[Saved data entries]
§ §
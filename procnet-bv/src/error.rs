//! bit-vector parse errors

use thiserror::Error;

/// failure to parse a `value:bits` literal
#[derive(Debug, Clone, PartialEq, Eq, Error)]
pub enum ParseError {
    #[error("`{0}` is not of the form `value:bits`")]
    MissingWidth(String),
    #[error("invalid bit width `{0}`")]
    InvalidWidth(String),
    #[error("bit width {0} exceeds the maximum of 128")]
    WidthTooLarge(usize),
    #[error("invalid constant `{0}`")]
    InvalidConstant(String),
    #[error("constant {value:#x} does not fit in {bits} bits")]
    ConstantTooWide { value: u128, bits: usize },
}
§ §
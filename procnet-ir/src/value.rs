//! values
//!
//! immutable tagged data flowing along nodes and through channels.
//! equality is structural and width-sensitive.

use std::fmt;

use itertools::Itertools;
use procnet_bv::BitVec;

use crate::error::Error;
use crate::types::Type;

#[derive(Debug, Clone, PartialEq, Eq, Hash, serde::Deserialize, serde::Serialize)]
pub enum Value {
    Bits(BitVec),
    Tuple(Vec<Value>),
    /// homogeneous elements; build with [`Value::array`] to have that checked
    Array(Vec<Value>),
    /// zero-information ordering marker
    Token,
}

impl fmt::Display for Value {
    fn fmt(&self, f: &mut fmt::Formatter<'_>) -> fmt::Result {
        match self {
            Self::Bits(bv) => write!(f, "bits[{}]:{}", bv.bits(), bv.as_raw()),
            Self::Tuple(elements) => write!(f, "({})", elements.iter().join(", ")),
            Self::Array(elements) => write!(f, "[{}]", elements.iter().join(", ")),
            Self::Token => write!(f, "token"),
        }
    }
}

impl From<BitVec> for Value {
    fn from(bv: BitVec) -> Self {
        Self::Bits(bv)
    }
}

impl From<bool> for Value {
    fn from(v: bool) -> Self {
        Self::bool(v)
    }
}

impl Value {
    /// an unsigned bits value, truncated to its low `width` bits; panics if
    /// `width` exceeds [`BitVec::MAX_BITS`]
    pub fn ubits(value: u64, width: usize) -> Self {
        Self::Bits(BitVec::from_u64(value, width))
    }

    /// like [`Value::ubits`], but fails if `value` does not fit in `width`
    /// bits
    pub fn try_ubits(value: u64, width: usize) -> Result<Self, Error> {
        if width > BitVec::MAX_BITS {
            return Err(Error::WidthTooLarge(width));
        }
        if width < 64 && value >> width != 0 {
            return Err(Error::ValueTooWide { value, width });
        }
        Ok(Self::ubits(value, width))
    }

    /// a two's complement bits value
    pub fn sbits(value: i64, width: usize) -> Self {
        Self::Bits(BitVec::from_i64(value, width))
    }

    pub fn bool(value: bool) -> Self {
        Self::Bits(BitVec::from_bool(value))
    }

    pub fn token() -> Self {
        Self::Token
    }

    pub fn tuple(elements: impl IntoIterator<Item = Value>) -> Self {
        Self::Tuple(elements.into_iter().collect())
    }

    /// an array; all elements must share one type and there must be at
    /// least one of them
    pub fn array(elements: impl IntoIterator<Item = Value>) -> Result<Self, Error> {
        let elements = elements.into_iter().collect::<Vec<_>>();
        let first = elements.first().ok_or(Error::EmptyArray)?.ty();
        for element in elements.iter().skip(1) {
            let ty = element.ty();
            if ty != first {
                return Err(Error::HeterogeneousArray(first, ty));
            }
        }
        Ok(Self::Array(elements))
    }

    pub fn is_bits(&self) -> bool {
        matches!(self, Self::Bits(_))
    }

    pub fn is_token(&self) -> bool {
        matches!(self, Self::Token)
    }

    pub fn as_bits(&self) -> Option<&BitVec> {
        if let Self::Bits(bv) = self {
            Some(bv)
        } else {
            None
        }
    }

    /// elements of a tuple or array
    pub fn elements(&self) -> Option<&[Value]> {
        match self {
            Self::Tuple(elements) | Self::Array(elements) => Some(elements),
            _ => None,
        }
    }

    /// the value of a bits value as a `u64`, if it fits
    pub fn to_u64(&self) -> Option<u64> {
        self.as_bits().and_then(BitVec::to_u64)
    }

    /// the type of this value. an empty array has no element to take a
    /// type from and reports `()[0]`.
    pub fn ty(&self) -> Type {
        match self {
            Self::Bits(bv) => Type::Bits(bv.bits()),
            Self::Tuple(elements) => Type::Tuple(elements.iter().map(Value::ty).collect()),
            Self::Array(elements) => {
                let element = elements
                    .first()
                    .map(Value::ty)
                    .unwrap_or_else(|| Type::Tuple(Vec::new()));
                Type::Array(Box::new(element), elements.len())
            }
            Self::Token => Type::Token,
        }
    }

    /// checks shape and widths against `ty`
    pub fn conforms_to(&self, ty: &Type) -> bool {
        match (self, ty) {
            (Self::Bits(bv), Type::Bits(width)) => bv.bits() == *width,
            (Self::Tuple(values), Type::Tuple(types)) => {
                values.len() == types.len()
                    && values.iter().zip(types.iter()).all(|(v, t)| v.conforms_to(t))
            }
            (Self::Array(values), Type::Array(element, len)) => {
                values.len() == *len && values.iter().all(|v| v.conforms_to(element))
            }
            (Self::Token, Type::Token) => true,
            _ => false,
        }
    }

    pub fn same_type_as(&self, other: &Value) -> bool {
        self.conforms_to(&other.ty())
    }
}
§ §
Looking at the entries above, can you reproduce exactly the lines from the one that holds "use crate::types::Type;" through the one that holds "pub fn tuple(elements: impl", and only those?

• [Finished task]
use crate::types::Type;

#[derive(Debug, Clone, PartialEq, Eq, Hash, serde::Deserialize, serde::Serialize)]
pub enum Value {
    Bits(BitVec),
    Tuple(Vec<Value>),
    /// homogeneous elements; build with [`Value::array`] to have that checked
    Array(Vec<Value>),
    /// zero-information ordering marker
    Token,
}

impl fmt::Display for Value {
    fn fmt(&self, f: &mut fmt::Formatter<'_>) -> fmt::Result {
        match self {
            Self::Bits(bv) => write!(f, "bits[{}]:{}", bv.bits(), bv.as_raw()),
            Self::Tuple(elements) => write!(f, "({})", elements.iter().join(", ")),
            Self::Array(elements) => write!(f, "[{}]", elements.iter().join(", ")),
            Self::Token => write!(f, "token"),
        }
    }
}

impl From<BitVec> for Value {
    fn from(bv: BitVec) -> Self {
        Self::Bits(bv)
    }
}

impl From<bool> for Value {
    fn from(v: bool) -> Self {
        Self::bool(v)
    }
}

impl Value {
    /// an unsigned bits value, truncated to its low `width` bits; panics if
    /// `width` exceeds [`BitVec::MAX_BITS`]
    pub fn ubits(value: u64, width: usize) -> Self {
        Self::Bits(BitVec::from_u64(value, width))
    }

    /// like [`Value::ubits`], but fails if `value` does not fit in `width`
    /// bits
    pub fn try_ubits(value: u64, width: usize) -> Result<Self, Error> {
        if width > BitVec::MAX_BITS {
            return Err(Error::WidthTooLarge(width));
        }
        if width < 64 && value >> width != 0 {
            return Err(Error::ValueTooWide { value, width });
        }
        Ok(Self::ubits(value, width))
    }

    /// a two's complement bits value
    pub fn sbits(value: i64, width: usize) -> Self {
        Self::Bits(BitVec::from_i64(value, width))
    }

    pub fn bool(value: bool) -> Self {
        Self::Bits(BitVec::from_bool(value))
    }

    pub fn token() -> Self {
        Self::Token
    }

    pub fn tuple(elements: impl IntoIterator<Item = Value>) -> Self {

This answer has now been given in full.